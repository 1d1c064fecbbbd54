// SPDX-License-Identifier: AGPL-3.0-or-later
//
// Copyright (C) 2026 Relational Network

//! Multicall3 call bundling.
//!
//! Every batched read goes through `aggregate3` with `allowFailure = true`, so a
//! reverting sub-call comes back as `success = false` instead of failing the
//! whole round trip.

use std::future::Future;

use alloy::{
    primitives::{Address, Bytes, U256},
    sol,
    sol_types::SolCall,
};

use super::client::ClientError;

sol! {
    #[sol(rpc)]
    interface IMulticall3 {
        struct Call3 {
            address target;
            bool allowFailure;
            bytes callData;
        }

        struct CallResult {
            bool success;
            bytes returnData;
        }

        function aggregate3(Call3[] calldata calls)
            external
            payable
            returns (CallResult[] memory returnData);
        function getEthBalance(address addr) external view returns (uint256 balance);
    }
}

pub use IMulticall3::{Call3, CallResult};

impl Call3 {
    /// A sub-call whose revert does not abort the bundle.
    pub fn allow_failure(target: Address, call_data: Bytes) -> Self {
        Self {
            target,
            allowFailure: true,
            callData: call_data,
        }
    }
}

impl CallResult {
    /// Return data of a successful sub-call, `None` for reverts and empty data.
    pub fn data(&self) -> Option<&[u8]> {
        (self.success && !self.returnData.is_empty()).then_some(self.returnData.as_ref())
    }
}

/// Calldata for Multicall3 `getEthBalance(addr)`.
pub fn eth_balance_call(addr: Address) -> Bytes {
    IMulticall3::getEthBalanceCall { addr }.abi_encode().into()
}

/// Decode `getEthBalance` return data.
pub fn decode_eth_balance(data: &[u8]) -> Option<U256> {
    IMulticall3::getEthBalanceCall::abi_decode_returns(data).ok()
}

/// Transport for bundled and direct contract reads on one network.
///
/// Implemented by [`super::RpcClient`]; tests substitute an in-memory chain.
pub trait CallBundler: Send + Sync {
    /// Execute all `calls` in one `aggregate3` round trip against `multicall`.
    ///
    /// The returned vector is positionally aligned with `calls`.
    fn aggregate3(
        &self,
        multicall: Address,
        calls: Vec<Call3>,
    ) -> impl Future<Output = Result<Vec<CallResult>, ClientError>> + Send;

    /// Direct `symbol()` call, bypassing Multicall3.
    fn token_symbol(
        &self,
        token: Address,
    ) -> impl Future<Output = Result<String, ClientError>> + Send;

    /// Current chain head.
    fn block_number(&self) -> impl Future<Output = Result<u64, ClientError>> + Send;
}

• _What the task requires_: With the first line of the material as the start and the line containing "pub fn eth_balance_call(addr: Address)" as the end, repeat that span exactly and add nothing.

• _Answer for the task_:
repository 1d1c064fecbbbd54
// SPDX-License-Identifier: AGPL-3.0-or-later
//
// Copyright (C) 2026 Relational Network

//! Multicall3 call bundling.
//!
//! Every batched read goes through `aggregate3` with `allowFailure = true`, so a
//! reverting sub-call comes back as `success = false` instead of failing the
//! whole round trip.

use std::future::Future;

use alloy::{
    primitives::{Address, Bytes, U256},
    sol,
    sol_types::SolCall,
};

use super::client::ClientError;

sol! {
    #[sol(rpc)]
    interface IMulticall3 {
        struct Call3 {
            address target;
            bool allowFailure;
            bytes callData;
        }

        struct CallResult {
            bool success;
            bytes returnData;
        }

        function aggregate3(Call3[] calldata calls)
            external
            payable
            returns (CallResult[] memory returnData);
        function getEthBalance(address addr) external view returns (uint256 balance);
    }
}

pub use IMulticall3::{Call3, CallResult};

impl Call3 {
    /// A sub-call whose revert does not abort the bundle.
    pub fn allow_failure(target: Address, call_data: Bytes) -> Self {
        Self {
            target,
            allowFailure: true,
            callData: call_data,
        }
    }
}

impl CallResult {
    /// Return data of a successful sub-call, `None` for reverts and empty data.
    pub fn data(&self) -> Option<&[u8]> {
        (self.success && !self.returnData.is_empty()).then_some(self.returnData.as_ref())
    }
}

/// Calldata for Multicall3 `getEthBalance(addr)`.
pub fn eth_balance_call(addr: Address) -> Bytes {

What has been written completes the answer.